• **WORK REQUEST**
Which lines run from the start of the data below to the line containing "pub mod client;"? Set them down exactly, with none added.

··· DATASET EXCERPTS ···

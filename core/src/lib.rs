//! Synchronous client for the Pocket v3 API.
//!
//! # Overview
//! Covers the OAuth-like token exchange (request token, authorization URL,
//! access token) and the item endpoints: retrieve, add and batched modify.
//! Responses are returned as dynamic JSON objects since their shape varies by
//! call.
//!
//! # Design
//! - Each operation is split into `build_*` (produces an `HttpRequest`) and
//!   `parse_*` (consumes an `HttpResponse`); a `Transport` runs the round-trip
//!   in between. `UreqTransport` is the blocking default.
//! - Request parameters accumulate in owned builders (`RetrieveRequest`,
//!   `AddRequest`, `ModifyRequest`).
//! - Failures are reported through `X-Error-Code` / `X-Error` headers and
//!   surface as `ApiError::Service`.

pub mod client;
pub mod config;
pub mod error;
pub mod http;
pub mod transport;
pub mod types;

pub use client::{check_status, Credentials, JsonObject, PocketClient};
pub use config::ClientConfig;
pub use error::ApiError;
pub use http::{HttpMethod, HttpRequest, HttpResponse};
pub use transport::{Transport, UreqTransport};
pub use types::{
    Action, ActionKind, AddRequest, ContentType, DetailType, ItemState, ModifyRequest,
    RetrieveRequest, SortKind,
};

···

• **ANSWER BOX**
filename core/src/lib.rs
//! Synchronous client for the Pocket v3 API.
//!
//! # Overview
//! Covers the OAuth-like token exchange (request token, authorization URL,
//! access token) and the item endpoints: retrieve, add and batched modify.
//! Responses are returned as dynamic JSON objects since their shape varies by
//! call.
//!
//! # Design
//! - Each operation is split into `build_*` (produces an `HttpRequest`) and
//!   `parse_*` (consumes an `HttpResponse`); a `Transport` runs the round-trip
//!   in between. `UreqTransport` is the blocking default.
//! - Request parameters accumulate in owned builders (`RetrieveRequest`,
//!   `AddRequest`, `ModifyRequest`).
//! - Failures are reported through `X-Error-Code` / `X-Error` headers and
//!   surface as `ApiError::Service`.

pub mod client;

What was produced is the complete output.